Me voilà avec ma monture!


Ma petite fusée après la douche:

Voilà, ça y est, je reviens juste de l'hippodrome. Ca décoiffe!!!
J'ai monté une pouliche grise de 3 ans dont je ne pourais vous répéter le nom espagnol...
Le programme c'était 4 tours au trot sur la piste d'échauffement puis un tour de petit galop sur la grande piste...
Au trot tout allait bien... Puis on a ressanglé, racourci les étriers et on est entré sur la grande piste... L'ami jockey qui était avec moi me dit: Attention, on va y aller, tu restes à 10 longueurs derrière moi... Et c'était parti... Sauf que dans la précipitation il a oublié de m'expliquer où étaient les freins... En 30 mètres la pouliche chauffe, le ratrape et malgré tous mes efforts je ne parviens pas à rester derrière lui, elle double. J'ai les mains crispées sur les rênes, le poids du corps en arrière, je force sur mes étriers mais elle accélère encore...

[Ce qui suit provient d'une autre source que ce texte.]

// SPDX-FileCopyrightText: 2026 Gatepass Contributors
// SPDX-License-Identifier: MIT OR Apache-2.0

//! Configuration model structs for Gatepass.
//!
//! All structs use `#[serde(deny_unknown_fields)]` to reject unrecognized
//! config keys at startup, providing actionable error messages. The policy
//! document (`[policy]`) is part of the same file: it is validated once at
//! load and held immutable for the process lifetime.

use gatepass_core::duration::{DurationToken, Period};
use serde::{Deserialize, Serialize};

/// Top-level Gatepass configuration.
///
/// Loaded from TOML files following XDG hierarchy, with environment variable
/// overrides. All sections are optional and default to sensible values; a
/// usable deployment needs at least `[directory]` credentials and one
/// `[[policy.rules]]` entry or a tuned `[policy.default]`.
#[derive(Debug, Clone, Default, Deserialize, Serialize)]
#[serde(deny_unknown_fields)]
pub struct GatepassConfig {
    /// HTTP server and identity settings.
    #[serde(default)]
    pub server: ServerConfig,

    /// Storage backend settings.
    #[serde(default)]
    pub storage: StorageConfig,

    /// Identity-provider API settings.
    #[serde(default)]
    pub directory: DirectoryConfig,

    /// Outbound SMTP settings.
    #[serde(default)]
    pub smtp: SmtpConfig,

    /// Invite policy document: per-group rules plus the default entry.
    #[serde(default)]
    pub policy: PolicyConfig,
}

/// HTTP server and identity configuration.
#[derive(Debug, Clone, Deserialize, Serialize)]
#[serde(deny_unknown_fields)]
pub struct ServerConfig {
    /// Socket address the gateway binds to.
    #[serde(default = "default_bind_address")]
    pub bind_address: String,

    /// Logging level (trace, debug, info, warn, error).
    #[serde(default = "default_log_level")]
    pub log_level: String,

    /// Display name used in invite email subjects.
    #[serde(default = "default_app_name")]
    pub app_name: String,

    /// Directory group whose members may call the admin endpoints.
    #[serde(default = "default_admin_group")]
    pub admin_group: String,
}

impl Default for ServerConfig {
    fn default() -> Self {
        Self {
            bind_address: default_bind_address(),
            log_level: default_log_level(),
            app_name: default_app_name(),
            admin_group: default_admin_group(),
        }
    }
}

fn default_bind_address() -> String {
    "127.0.0.1:8080".to_string()
}

fn default_log_level() -> String {
    "info".to_string()
}

fn default_app_name() -> String {
    "Gatepass".to_string()
}

fn default_admin_group() -> String {
    "Invite Portal Admins".to_string()
}

/// Storage backend configuration.
#[derive(Debug, Clone, Deserialize, Serialize)]
#[serde(deny_unknown_fields)]
pub struct StorageConfig {
    /// Path to the SQLite database file.
    #[serde(default = "default_database_path")]
    pub database_path: String,

    /// Enable WAL (Write-Ahead Logging) mode for SQLite.
    #[serde(default = "default_wal_mode")]
    pub wal_mode: bool,
}

impl Default for StorageConfig {
    fn default() -> Self {
        Self {
            database_path: default_database_path(),
            wal_mode: default_wal_mode(),
        }
    }
}

fn default_database_path() -> String {
    dirs::data_dir()
        .map(|p| p.join("gatepass").join("gatepass.db"))
        .and_then(|p| p.to_str().map(str::to_string))
        .unwrap_or_else(|| "gatepass.db".to_string())
}

fn default_wal_mode() -> bool {
    true
}

/// Identity-provider API configuration.
#[derive(Debug, Clone, Deserialize, Serialize)]
#[serde(deny_unknown_fields)]
pub struct DirectoryConfig {
    /// Base URL of the identity provider, e.g. `https://auth.example.com`.
    /// `None` leaves the directory client unconfigured (startup error for serve).
    #[serde(default)]
    pub api_url: Option<String>,

    /// Bearer token for the identity provider API.
    #[serde(default)]
    pub api_token: Option<String>,

    /// Slug of the enrollment flow new invites target.
    #[serde(default = "default_flow_slug")]
    pub flow_slug: String,
}

impl Default for DirectoryConfig {
    fn default() -> Self {
        Self {
            api_url: None,
            api_token: None,
            flow_slug: default_flow_slug(),
        }
    }
}

fn default_flow_slug() -> String {
    "default-enrollment-flow".to_string()
}

/// Outbound SMTP configuration.
///
/// Email is optional: with host/username/password unset the mailer reports
/// unconfigured and bulk jobs skip delivery.
#[derive(Debug, Clone, Deserialize, Serialize)]
#[serde(deny_unknown_fields)]
pub struct SmtpConfig {
    #[serde(default)]
    pub host: Option<String>,

    #[serde(default = "default_smtp_port")]
    pub port: u16,

    #[serde(default)]
    pub username: Option<String>,

    #[serde(default)]
    pub password: Option<String>,

    /// From address on outbound invite mail.
    #[serde(default = "default_from_email")]
    pub from_email: String,

    /// Require TLS certificate verification.
    #[serde(default)]
    pub use_tls: bool,
}

impl Default for SmtpConfig {
    fn default() -> Self {
        Self {
            host: None,
            port: default_smtp_port(),
            username: None,
            password: None,
            from_email: default_from_email(),
            use_tls: false,
        }
    }
}

fn default_smtp_port() -> u16 {
    587
}

fn default_from_email() -> String {
    "noreply@example.com".to_string()
}

// --- Policy document ---

/// Quota accounting strategy.
#[derive(Debug, Clone, Copy, PartialEq, Eq, Deserialize, Serialize)]
#[serde(rename_all = "lowercase")]
pub enum QuotaStrategy {
    /// Lifetime cap: all ledger records ever count against `limit`.
    Fixed,
    /// Sliding-window cap: records within the period's lookback count.
    Recurring,
    /// No cap; usage is tracked for display only.
    Unlimited,
}

/// Quota rule for one policy entry.
///
/// `limit` is meaningful for `fixed`/`recurring`; `period` only for
/// `recurring`. `unlimited` ignores both.
#[derive(Debug, Clone, Deserialize, Serialize)]
#[serde(deny_unknown_fields)]
pub struct QuotaConfig {
    pub strategy: QuotaStrategy,
    #[serde(default)]
    pub limit: Option<u32>,
    #[serde(default)]
    pub period: Option<Period>,
}

/// A named bundle of identity-provider groups offered as one selectable unit
/// to invite creators.
#[derive(Debug, Clone, PartialEq, Eq, Deserialize, Serialize)]
#[serde(deny_unknown_fields)]
pub struct Grouping {
    pub name: String,
    pub member_groups: Vec<String>,
}

/// Invite rules for one policy entry.
#[derive(Debug, Clone, Deserialize, Serialize)]
#[serde(deny_unknown_fields)]
pub struct InviteConfig {
    /// Longest expiry a caller under this entry may request.
    pub max_expiry: DurationToken,

    /// Whether multi-use invite links may be created.
    #[serde(default)]
    pub allow_multi_use: bool,

    /// Groupings the caller may attach to invites. An entry with an empty
    /// list contributes nothing to the merged allow list.
    #[serde(default)]
    pub allowed_groupings: Vec<Grouping>,
}

/// One group-triggered bundle of quota + invite rules.
#[derive(Debug, Clone, Deserialize, Serialize)]
#[serde(deny_unknown_fields)]
pub struct PolicyRule {
    /// The identity-provider group that activates this entry.
    pub group: String,
    pub quota: QuotaConfig,
    pub invite: InviteConfig,
}

/// The fallback entry applied to callers matching no rule.
#[derive(Debug, Clone, Deserialize, Serialize)]
#[serde(deny_unknown_fields)]
pub struct DefaultPolicy {
    pub quota: QuotaConfig,
    pub invite: InviteConfig,
}

impl Default for DefaultPolicy {
    fn default() -> Self {
        Self {
            quota: QuotaConfig {
                strategy: QuotaStrategy::Fixed,
                limit: Some(5),
                period: None,
            },
            invite: InviteConfig {
                max_expiry: DurationToken::Day7,
                allow_multi_use: false,
                allowed_groupings: Vec::new(),
            },
        }
    }
}

/// The complete invite policy document.
#[derive(Debug, Clone, Default, Deserialize, Serialize)]
#[serde(deny_unknown_fields)]
pub struct PolicyConfig {
    /// Ordered per-group entries. Order is the tie-break for equal
    /// permissiveness scores during resolution.
    #[serde(default)]
    pub rules: Vec<PolicyRule>,

    /// Entry applied when no rule matches.
    #[serde(default)]
    pub default: DefaultPolicy,
}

Je me rend à l'évidence, elle m'a pris la main, je controle encore la direction mais plus la vitesse sur quelques foulées j'ai l'impression qu'elle se calme mais c'est pour repartir de plus belle et je commence à me demander combien de tours je vais faire avant qu'elle se fatigue et accepte de ralentir... J'ai les bras et les jambes qui commencent à tétaniser, je passe devant l'entraineur (où le tour était sensé se terminer) et je capte quelques mots au passage "moins vite". Bein oui, bien sûr, je suis loin du petit galop prévu mais d'un signe de tête j'essaye de lui faire prendre conscience de mon impuissance à gérer la situation au cas où le fait que je me batte depuis plus d'un kilomètre avec la bouche de cette pouliche ne soit pas assez explicite...
Puis soudain, alors que je n'y croyais plus, elle ralenti, petit galop, puis trot, puis pas. OUF!!!! Elle a fini son tour, s'est bien défoulée.
L'ami jockey vient à ma rencontre, s'excuse de ne pas m'avoir assez préparée. On rigole un peu, je me détend et nous retrouvons les autres pour faire marcher les chevaux.
Je perçois quelques rires et quelques regard en coin des autres jockeys qui se moquent gentiment de moi... Puis chacun y va de son conseil: chausser plus court, baisser les mains, les caler sur le garrot, ne pas essayer de l'arrêter parcequ'on se fatigue mais plutot résister, croiser les rênes, garder les bras pliés. Merci, merci, mais c'était avant que j'en avais besoin!
On me demande si je compte revenir monter. Oui, pourquoi pas, maintenant que je sais comment ça marche j'ai hate de prendre ma revanche!